# EXERCISE DIRECTIONS
In the listing that follows, the lines starting at the one containing "if let Some(base)" and ending at the one containing "Some(parent) => current" are to be returned exactly, both boundary lines included, and no others.

# PROVIDED RECORDS

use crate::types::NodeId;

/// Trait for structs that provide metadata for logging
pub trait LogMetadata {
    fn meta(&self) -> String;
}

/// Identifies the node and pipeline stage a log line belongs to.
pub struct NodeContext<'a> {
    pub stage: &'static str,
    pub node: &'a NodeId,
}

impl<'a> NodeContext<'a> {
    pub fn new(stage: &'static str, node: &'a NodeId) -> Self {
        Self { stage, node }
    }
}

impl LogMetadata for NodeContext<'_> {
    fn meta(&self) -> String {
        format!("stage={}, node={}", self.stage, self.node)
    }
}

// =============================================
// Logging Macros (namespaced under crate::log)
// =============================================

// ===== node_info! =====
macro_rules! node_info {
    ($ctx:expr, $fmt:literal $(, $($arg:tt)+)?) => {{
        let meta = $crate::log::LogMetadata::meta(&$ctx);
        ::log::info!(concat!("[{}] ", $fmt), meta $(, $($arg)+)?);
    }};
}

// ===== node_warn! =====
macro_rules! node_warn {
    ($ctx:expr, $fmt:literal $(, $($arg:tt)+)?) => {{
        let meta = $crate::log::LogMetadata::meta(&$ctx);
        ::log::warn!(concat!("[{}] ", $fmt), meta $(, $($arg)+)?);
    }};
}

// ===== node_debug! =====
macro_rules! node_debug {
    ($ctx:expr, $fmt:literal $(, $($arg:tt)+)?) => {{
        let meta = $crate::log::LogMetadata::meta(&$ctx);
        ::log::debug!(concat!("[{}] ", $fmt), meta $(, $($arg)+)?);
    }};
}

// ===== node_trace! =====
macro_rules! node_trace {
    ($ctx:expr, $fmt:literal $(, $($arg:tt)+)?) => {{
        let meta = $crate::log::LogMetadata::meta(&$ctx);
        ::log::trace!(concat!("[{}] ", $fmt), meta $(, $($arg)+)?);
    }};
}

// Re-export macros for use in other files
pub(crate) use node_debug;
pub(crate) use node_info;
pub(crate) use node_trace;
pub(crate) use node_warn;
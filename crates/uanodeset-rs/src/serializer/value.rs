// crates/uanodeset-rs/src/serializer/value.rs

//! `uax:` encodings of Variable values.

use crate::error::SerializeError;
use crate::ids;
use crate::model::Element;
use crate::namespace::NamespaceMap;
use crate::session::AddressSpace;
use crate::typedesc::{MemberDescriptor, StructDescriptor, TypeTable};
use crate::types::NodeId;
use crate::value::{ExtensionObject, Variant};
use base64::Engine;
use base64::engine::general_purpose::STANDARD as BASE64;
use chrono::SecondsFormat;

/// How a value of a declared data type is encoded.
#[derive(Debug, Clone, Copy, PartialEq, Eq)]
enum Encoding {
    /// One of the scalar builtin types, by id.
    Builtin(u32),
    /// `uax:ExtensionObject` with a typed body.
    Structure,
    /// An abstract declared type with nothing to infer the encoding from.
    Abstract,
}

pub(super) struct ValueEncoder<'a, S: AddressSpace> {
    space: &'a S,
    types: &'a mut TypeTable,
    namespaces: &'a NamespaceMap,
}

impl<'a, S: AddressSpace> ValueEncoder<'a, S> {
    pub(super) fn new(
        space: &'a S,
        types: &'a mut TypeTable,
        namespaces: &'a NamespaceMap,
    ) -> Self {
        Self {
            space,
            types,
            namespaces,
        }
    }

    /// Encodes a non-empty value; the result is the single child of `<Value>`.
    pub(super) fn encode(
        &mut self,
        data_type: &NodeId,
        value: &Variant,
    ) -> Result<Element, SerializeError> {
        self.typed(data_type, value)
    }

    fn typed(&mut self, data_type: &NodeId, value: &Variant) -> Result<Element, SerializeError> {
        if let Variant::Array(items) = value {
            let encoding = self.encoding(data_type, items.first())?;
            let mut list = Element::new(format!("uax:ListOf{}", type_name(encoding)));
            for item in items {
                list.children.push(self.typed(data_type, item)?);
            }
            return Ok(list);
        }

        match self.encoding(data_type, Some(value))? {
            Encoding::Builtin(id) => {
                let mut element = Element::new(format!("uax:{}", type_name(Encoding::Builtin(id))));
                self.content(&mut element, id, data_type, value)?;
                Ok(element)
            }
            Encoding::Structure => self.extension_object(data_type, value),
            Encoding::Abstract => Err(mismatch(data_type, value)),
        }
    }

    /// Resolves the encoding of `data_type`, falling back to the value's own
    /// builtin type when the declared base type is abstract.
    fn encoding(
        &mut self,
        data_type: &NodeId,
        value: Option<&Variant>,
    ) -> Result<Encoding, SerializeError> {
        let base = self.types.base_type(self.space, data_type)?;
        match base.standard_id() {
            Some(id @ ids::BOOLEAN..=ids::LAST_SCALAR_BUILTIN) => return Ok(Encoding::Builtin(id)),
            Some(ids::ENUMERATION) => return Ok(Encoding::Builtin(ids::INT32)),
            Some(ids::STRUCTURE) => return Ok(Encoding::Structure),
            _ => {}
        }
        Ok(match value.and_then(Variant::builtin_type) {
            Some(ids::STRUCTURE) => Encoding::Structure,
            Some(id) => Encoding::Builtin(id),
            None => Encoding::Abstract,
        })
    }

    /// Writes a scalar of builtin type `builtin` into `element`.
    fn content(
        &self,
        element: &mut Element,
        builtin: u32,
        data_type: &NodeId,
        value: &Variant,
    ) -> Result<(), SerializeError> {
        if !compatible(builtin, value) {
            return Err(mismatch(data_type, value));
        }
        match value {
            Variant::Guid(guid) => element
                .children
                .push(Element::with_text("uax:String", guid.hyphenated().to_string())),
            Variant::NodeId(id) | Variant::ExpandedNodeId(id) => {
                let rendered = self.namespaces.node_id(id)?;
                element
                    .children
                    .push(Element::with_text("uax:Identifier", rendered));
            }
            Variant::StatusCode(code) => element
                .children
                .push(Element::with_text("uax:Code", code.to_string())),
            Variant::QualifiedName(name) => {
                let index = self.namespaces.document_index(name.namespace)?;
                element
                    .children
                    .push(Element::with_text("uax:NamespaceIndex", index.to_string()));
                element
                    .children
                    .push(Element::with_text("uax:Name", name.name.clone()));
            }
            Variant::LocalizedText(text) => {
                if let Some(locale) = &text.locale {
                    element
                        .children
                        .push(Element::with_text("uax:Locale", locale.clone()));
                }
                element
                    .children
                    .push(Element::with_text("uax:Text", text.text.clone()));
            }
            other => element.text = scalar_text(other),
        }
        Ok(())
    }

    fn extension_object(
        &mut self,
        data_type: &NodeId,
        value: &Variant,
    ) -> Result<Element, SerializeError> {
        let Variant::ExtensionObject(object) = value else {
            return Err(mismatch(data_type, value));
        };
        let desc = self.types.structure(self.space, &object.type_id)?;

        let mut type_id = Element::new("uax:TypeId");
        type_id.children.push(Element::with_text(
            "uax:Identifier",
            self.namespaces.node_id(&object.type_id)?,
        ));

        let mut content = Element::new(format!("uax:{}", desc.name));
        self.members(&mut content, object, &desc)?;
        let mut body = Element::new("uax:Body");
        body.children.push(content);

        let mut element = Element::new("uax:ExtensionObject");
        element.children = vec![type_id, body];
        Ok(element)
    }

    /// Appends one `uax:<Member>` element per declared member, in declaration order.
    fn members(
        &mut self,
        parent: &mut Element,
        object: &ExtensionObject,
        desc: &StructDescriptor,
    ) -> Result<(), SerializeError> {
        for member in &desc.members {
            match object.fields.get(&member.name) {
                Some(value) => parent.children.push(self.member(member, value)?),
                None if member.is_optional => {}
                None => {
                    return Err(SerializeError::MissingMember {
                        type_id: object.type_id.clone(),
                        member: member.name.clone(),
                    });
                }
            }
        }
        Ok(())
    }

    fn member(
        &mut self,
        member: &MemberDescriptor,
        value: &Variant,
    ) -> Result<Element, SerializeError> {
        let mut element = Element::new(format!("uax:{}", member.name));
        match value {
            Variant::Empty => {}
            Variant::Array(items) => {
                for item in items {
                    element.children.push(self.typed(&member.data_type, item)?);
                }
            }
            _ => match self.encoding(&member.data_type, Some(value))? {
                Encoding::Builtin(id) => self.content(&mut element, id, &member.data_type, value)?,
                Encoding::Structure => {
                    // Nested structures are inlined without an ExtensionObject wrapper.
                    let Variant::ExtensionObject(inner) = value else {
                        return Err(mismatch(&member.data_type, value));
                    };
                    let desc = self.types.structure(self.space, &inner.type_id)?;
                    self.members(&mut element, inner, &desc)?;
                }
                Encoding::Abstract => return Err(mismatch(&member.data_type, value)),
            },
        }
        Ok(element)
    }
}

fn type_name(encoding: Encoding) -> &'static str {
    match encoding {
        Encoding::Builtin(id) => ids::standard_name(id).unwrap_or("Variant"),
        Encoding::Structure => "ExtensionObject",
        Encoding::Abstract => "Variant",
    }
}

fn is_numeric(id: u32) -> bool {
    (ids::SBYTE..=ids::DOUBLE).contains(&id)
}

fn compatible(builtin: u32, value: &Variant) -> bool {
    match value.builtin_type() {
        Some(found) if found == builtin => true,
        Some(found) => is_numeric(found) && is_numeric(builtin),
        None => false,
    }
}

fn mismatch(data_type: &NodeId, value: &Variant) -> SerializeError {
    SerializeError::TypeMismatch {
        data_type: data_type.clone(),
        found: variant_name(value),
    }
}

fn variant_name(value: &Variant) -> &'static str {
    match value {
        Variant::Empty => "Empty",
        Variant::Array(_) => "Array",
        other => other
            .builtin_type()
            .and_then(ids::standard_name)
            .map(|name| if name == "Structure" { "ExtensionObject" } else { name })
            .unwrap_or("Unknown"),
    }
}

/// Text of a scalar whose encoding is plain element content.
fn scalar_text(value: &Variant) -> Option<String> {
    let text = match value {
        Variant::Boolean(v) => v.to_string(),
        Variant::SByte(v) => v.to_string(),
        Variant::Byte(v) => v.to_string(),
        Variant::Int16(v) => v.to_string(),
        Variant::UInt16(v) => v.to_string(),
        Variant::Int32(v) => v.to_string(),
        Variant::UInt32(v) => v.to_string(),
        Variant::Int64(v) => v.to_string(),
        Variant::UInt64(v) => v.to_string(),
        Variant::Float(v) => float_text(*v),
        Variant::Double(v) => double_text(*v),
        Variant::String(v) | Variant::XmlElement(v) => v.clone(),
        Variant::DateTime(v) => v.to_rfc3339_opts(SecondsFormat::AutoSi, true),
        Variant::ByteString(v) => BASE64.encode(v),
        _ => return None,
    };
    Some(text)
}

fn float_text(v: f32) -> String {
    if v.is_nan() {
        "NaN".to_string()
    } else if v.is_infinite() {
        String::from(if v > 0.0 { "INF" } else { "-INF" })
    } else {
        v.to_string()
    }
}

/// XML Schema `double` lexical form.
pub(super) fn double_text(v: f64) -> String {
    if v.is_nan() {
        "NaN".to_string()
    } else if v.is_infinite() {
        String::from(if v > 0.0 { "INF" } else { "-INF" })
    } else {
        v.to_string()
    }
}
==
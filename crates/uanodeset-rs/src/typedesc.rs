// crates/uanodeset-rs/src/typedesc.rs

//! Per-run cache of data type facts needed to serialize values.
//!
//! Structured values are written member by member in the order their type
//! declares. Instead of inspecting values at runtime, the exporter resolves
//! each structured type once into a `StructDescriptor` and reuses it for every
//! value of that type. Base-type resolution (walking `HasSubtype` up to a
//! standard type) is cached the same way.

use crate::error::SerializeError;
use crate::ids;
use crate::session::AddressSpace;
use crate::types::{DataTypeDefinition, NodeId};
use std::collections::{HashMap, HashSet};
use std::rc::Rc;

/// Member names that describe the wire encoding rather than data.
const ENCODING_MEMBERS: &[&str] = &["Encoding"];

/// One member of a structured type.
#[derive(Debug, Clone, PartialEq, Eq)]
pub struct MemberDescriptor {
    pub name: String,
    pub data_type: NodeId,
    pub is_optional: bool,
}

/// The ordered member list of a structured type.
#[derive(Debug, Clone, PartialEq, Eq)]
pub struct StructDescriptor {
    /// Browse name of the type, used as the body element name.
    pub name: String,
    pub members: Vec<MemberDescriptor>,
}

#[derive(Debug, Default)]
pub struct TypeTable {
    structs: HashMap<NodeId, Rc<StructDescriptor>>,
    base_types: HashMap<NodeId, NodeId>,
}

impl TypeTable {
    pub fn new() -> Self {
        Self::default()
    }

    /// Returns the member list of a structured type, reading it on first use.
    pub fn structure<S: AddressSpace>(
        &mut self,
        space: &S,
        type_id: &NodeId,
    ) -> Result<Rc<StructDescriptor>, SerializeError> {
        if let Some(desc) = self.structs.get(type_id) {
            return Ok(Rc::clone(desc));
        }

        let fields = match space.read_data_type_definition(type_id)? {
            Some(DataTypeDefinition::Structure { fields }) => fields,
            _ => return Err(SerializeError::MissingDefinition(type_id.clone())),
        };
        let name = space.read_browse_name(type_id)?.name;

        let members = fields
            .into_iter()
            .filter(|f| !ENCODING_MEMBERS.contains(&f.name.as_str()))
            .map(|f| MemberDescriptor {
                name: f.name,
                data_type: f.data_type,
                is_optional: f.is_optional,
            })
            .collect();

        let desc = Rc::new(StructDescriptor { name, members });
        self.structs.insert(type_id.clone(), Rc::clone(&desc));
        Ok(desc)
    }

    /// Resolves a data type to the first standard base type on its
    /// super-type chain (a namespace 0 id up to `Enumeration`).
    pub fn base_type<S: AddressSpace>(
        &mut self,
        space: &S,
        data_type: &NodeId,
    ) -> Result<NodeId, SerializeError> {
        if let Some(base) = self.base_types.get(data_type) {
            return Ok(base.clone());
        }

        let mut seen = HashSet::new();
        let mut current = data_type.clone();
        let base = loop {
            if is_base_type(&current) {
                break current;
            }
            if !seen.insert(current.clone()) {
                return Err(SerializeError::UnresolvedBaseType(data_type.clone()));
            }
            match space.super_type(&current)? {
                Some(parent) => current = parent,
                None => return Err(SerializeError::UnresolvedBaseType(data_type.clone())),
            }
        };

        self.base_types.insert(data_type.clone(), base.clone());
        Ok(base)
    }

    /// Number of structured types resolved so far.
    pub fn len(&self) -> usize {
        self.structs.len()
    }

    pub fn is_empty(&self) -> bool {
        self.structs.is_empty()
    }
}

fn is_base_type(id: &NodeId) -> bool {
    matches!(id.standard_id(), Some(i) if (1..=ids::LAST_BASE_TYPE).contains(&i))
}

# WRITTEN RESPONSE
        if let Some(base) = self.base_types.get(data_type) {
            return Ok(base.clone());
        }

        let mut seen = HashSet::new();
        let mut current = data_type.clone();
        let base = loop {
            if is_base_type(&current) {
                break current;
            }
            if !seen.insert(current.clone()) {
                return Err(SerializeError::UnresolvedBaseType(data_type.clone()));
            }
            match space.super_type(&current)? {
                Some(parent) => current = parent,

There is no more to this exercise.